We had an energetic and wide-ranging discussion that included participation from people with diverse backgrounds, perspectives, and opinions.  A few of the topics included:

  • the variants of open notebook science and how they are supported (or undersupported, in some cases) by Open Wet Ware
  • the need to publish minimal data slices to prevent scooping, particularly for some datatypes, and how it can lead to misinterpretation of the data by others
  • whether data-producing authors should be contacted as collaborators for reuse
  • the fact that credit is essential, yet so is remembering that our jobs are fundamentally to contribute to scientific progress
  • support for dynamic CV that included up-to-date reuse metrics for articles, data, and nontraditional outputs.

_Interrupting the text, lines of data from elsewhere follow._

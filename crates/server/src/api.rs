//! Shared request plumbing for the JSON API handlers.

use axum::http::StatusCode;
use axum::response::Json;
use serde::Serialize;

use frontdesk_core::domain::event::TenantId;

#[derive(Debug, Serialize)]
pub struct ApiError {
    pub error: String,
}

pub type Rejection = (StatusCode, Json<ApiError>);

pub fn reject(status: StatusCode, message: impl Into<String>) -> Rejection {
    (status, Json(ApiError { error: message.into() }))
}

/// Tenant scoping is mandatory on every endpoint; a missing or blank tenant
/// id is the one malformed input that gets a 400 instead of a soft no-op.
pub fn require_tenant(raw: Option<&str>) -> Result<TenantId, Rejection> {
    match raw {
        Some(value) if !value.trim().is_empty() => Ok(TenantId(value.trim().to_string())),
        _ => Err(reject(StatusCode::BAD_REQUEST, "tenant_id is required")),
    }
}

#[cfg(test)]
mod tests {
    use axum::http::StatusCode;

    use super::require_tenant;

    #[test]
    fn blank_and_missing_tenants_are_rejected() {
        assert!(require_tenant(None).is_err());
        let (status, _) = require_tenant(Some("   ")).unwrap_err();
        assert_eq!(status, StatusCode::BAD_REQUEST);
    }

    #[test]
    fn tenant_ids_are_trimmed() {
        let tenant = require_tenant(Some("  acme-dental ")).expect("tenant should parse");
        assert_eq!(tenant.as_str(), "acme-dental");
    }
}
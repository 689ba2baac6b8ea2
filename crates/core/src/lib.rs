pub mod billing;
pub mod config;
pub mod cursor;
pub mod domain;
pub mod errors;
pub mod routing;

pub use billing::{billable_minutes, cycle_window, usage_summary, UsageSummary};
pub use cursor::Cursor;
pub use domain::call::{CallId, CallRecord};
pub use domain::event::{TaskEvent, TaskEventKind, TenantId};
pub use domain::subscription::Subscription;
pub use domain::task::{Task, TaskId, TaskStatus};
pub use errors::{ApplicationError, DomainError, InterfaceError};
pub use routing::{resolve, RoutingAction, RoutingRule, TimeRange};
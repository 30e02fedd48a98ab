//! Run-length histograms over sorted samples.

use crate::ranking::Entry;

/// Lengths of the runs of equal values in a non-decreasing sequence.
///
/// `[1, 1, 1, 2, 2, 3]` becomes `[3, 2, 1]`. The scan looks one index past the
/// end so the final run is always flushed; an empty input yields no runs.
pub fn run_lengths(sorted: &[u64]) -> Vec<u64> {
    let mut counts = Vec::new();
    let mut current = 1u64;

    for index in 1..=sorted.len() {
        if sorted.get(index) == Some(&sorted[index - 1]) {
            current += 1;
        } else {
            counts.push(current);
            current = 1;
        }
    }

    counts
}

/// Run lengths labelled by position, as the derive usage chart shows them.
///
/// Run `i` is labelled `"{i + 1} derives"`. The label matches the derive count
/// only when every count from 1 up to the maximum occurs in the data.
pub fn derive_histogram(sorted: &[u64]) -> Vec<Entry<u64>> {
    run_lengths(sorted)
        .into_iter()
        .enumerate()
        .map(|(index, count)| Entry::new(format!("{} derives", index + 1), count))
        .collect()
}

/// `(value, occurrences)` for each distinct value of a non-decreasing sequence.
pub fn value_frequencies(sorted: &[u64]) -> Vec<(u64, u64)> {
    sorted
        .chunk_by(|a, b| a == b)
        .map(|run| (run[0], run.len() as u64))
        .collect()
}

If you were there, do you have things to add?  Respond in the comments or on twitter with #ievobioBof .

I learned a lot from the perspectives of others in the discussion:  looking forward to more conversations at future meetings.


  1. Sounds like an interesting session – I would add these points as important to ONS:
    1) Generating self-contained archives periodically that can be cited when appropriate
    2) Abstracting the information in the notebook to a form that can be read by machines
    3) Giving multiple entry points to the information contained in the notebooks (Google Scholar, Google, institutional repositories, Nature Precedings etc.)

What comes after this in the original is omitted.